Tuesday 1 November 2011

Update from the front line

For the first time in a couple of weeks I feel like I've had a GOOD DAY at school. Finally I have witnessed students engaged in debate, expressing opinions, and thinking about issues outside of their direct experience. I am going on a year ten trip tomorrow and some of my year ten girls whooped when they found out I was supervising - must mean I'm doing something right!

On the down side I feel overwhelmed by assessment objectives and foci, schemes of work and a mulitude of pointless acronyms (EAL, SEN, G&T, IEP, AOs, WWWs, EBIs, VAK, AFL...and the list goes on...) but am getting there, slowly but surely.

I had a meeting with another teacher today who seemed to talk entirely in metaphors - the children were plants, their education roots, and results their fruit.
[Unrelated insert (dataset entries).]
//! # Pen Report Decoder
//!
//! Decodes raw interrupt reports into [`TabletState`] snapshots.

use super::protocol::*;

/// Outcome of decoding one raw report.
///
/// There is no error variant. A report the decoder cannot use is a defined
/// `Ignored` outcome and the read cycle continues normally; it is never a
/// fault of the session.
#[derive(Debug, Clone, Copy, PartialEq, Eq)]
pub enum DecodeResult {
    /// Report carries no pen state (idle/proximity report or truncated
    /// completion). Nothing is forwarded.
    Ignored,
    /// Report decoded into a pen snapshot.
    Decoded(TabletState),
}

/// Decode a raw report as delivered by the transport.
///
/// # Arguments
///
/// * `raw` - The filled portion of the read buffer, starting at byte 0 of
///   the report.
///
/// # Returns
///
/// * `DecodeResult::Decoded` with the extracted pen state, or
///   `DecodeResult::Ignored` for idle reports and completions shorter than
///   the decoded span.
///
/// # Examples
///
/// ```
/// use tablet_bridge::report::decoder::{decode, DecodeResult};
///
/// let raw = [0x08, 0x01, 0x10, 0x00, 0x20, 0x00, 0xFF, 0x00, 0x00, 0x00, 0x05, 0xFB];
/// match decode(&raw) {
///     DecodeResult::Decoded(state) => assert!(state.pen_contact),
///     DecodeResult::Ignored => unreachable!(),
/// }
/// ```
pub fn decode(raw: &[u8]) -> DecodeResult {
    if raw.len() < REPORT_SPAN {
        return DecodeResult::Ignored;
    }

    let state = raw[PEN_STATE_OFFSET];
    if state == IDLE_DISCRIMINATOR {
        return DecodeResult::Ignored;
    }

    DecodeResult::Decoded(TabletState {
        pen_contact: state & PEN_DOWN_MASK != 0,
        button_1: state & PEN_BUTTON_1_MASK != 0,
        button_2: state & PEN_BUTTON_2_MASK != 0,
        x: FIELD_X.extract(raw),
        y: FIELD_Y.extract(raw),
        pressure: FIELD_PRESSURE.extract(raw),
        tilt_x: FIELD_TILT_X.extract(raw),
        tilt_y: FIELD_TILT_Y.extract(raw),
    })
}

#[cfg(test)]
mod tests {
    use super::*;

    /// Re-encode a state at the table offsets, for round-trip checks.
    fn encode(state: &TabletState) -> [u8; REPORT_SPAN] {
        let mut raw = [0u8; REPORT_SPAN];
        let mut flags = 0u8;
        if state.pen_contact {
            flags |= PEN_DOWN_MASK;
        }
        if state.button_1 {
            flags |= PEN_BUTTON_1_MASK;
        }
        if state.button_2 {
            flags |= PEN_BUTTON_2_MASK;
        }
        raw[PEN_STATE_OFFSET] = flags;
        raw[2..4].copy_from_slice(&(state.x as u16).to_le_bytes());
        raw[4..6].copy_from_slice(&(state.y as u16).to_le_bytes());
        raw[6..8].copy_from_slice(&(state.pressure as u16).to_le_bytes());
        raw[10] = state.tilt_x as i8 as u8;
        raw[11] = state.tilt_y as i8 as u8;
        raw
    }

    #[test]
    fn test_decode_pen_report() {
        let raw = [
            0x08, 0x01, 0x10, 0x00, 0x20, 0x00, 0xFF, 0x00, 0x00, 0x00, 0x05, 0xFB,
        ];

        let state = match decode(&raw) {
            DecodeResult::Decoded(state) => state,
            DecodeResult::Ignored => panic!("pen report must decode"),
        };

        assert!(state.pen_contact);
        assert!(!state.button_1);
        assert!(!state.button_2);
        assert_eq!(state.x, 0x10);
        assert_eq!(state.y, 0x20);
        assert_eq!(state.pressure, 0xFF);
        assert_eq!(state.tilt_x, 5);
        assert_eq!(state.tilt_y, -5);
    }

    #[test]
    fn test_decode_idle_report_is_ignored() {
        let mut raw = [0u8; PACKET_MAX];
        raw[PEN_STATE_OFFSET] = IDLE_DISCRIMINATOR;
        // Plausible coordinate garbage after the discriminator must not leak.
        raw[2] = 0xAA;
        raw[3] = 0xBB;

        assert_eq!(decode(&raw), DecodeResult::Ignored);
    }

    #[test]
    fn test_decode_truncated_report_is_ignored() {
        let raw = [0x08, 0x01, 0x10, 0x00, 0x20];
        assert_eq!(decode(&raw), DecodeResult::Ignored);

        // One byte short of the decoded span.
        let raw = [0u8; REPORT_SPAN - 1];
        assert_eq!(decode(&raw), DecodeResult::Ignored);
    }

    #[test]
    fn test_decode_button_bits() {
        let mut raw = [0u8; REPORT_SPAN];

        raw[PEN_STATE_OFFSET] = PEN_BUTTON_1_MASK;
        let DecodeResult::Decoded(state) = decode(&raw) else {
            panic!("report must decode");
        };
        assert!(!state.pen_contact);
        assert!(state.button_1);
        assert!(!state.button_2);

        raw[PEN_STATE_OFFSET] = PEN_DOWN_MASK | PEN_BUTTON_2_MASK;
        let DecodeResult::Decoded(state) = decode(&raw) else {
            panic!("report must decode");
        };
        assert!(state.pen_contact);
        assert!(!state.button_1);
        assert!(state.button_2);
    }

    #[test]
    fn test_decode_full_scale_coordinates() {
        let mut raw = [0u8; REPORT_SPAN];
        raw[PEN_STATE_OFFSET] = PEN_DOWN_MASK;
        raw[2] = 0xFF;
        raw[3] = 0xFF;
        raw[4] = 0x06;
        raw[5] = 0x7C;
        raw[6] = 0xFF;
        raw[7] = 0x1F;

        let DecodeResult::Decoded(state) = decode(&raw) else {
            panic!("report must decode");
        };
        assert_eq!(state.x, 0xFFFF);
        assert_eq!(state.y, 0x7C06);
        assert_eq!(state.pressure, 0x1FFF);
    }

    #[test]
    fn test_decode_trailing_bytes_ignored() {
        // The transport always hands over the full buffer; bytes past the
        // decoded span must not influence the result.
        let mut short = [0u8; REPORT_SPAN];
        short[PEN_STATE_OFFSET] = PEN_DOWN_MASK;
        short[2] = 0x42;

        let mut long = [0u8; PACKET_MAX];
        long[..REPORT_SPAN].copy_from_slice(&short);
        long[REPORT_SPAN..].fill(0xEE);

        assert_eq!(decode(&short), decode(&long));
    }

    #[test]
    fn test_round_trip() {
        let cases = [
            TabletState {
                pen_contact: true,
                button_1: false,
                button_2: true,
                x: 0xC670,
                y: 0x0002,
                pressure: 0x1FFF,
                tilt_x: -60,
                tilt_y: 60,
            },
            TabletState {
                pen_contact: false,
                button_1: true,
                button_2: false,
                x: 0,
                y: 0x7C06,
                pressure: 0,
                tilt_x: 0,
                tilt_y: -1,
            },
            TabletState::default(),
        ];

        for state in cases {
            let raw = encode(&state);
            assert_eq!(decode(&raw), DecodeResult::Decoded(state));
        }
    }
}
This became quite tedious quite quickly. By time he got to 'the classroom is like a game of Jenga; you move one building block and the whole lot comes tumbling down.' I felt like I was in a meeting with a fortune cookie maker.

Today I also had a year 7 student who, after hitting a fellow pupil, was writing an account of what happened (this seems to me to be an excellent punishment - getting them to write, whilst also avoiding fraught 'he said, she said'). He wrote the sad words "He came to the window of the classroom and stuck his middle finger up at me. Then came in and said "F your dead mum" so I got angry and beated him." Kids can be pretty mean.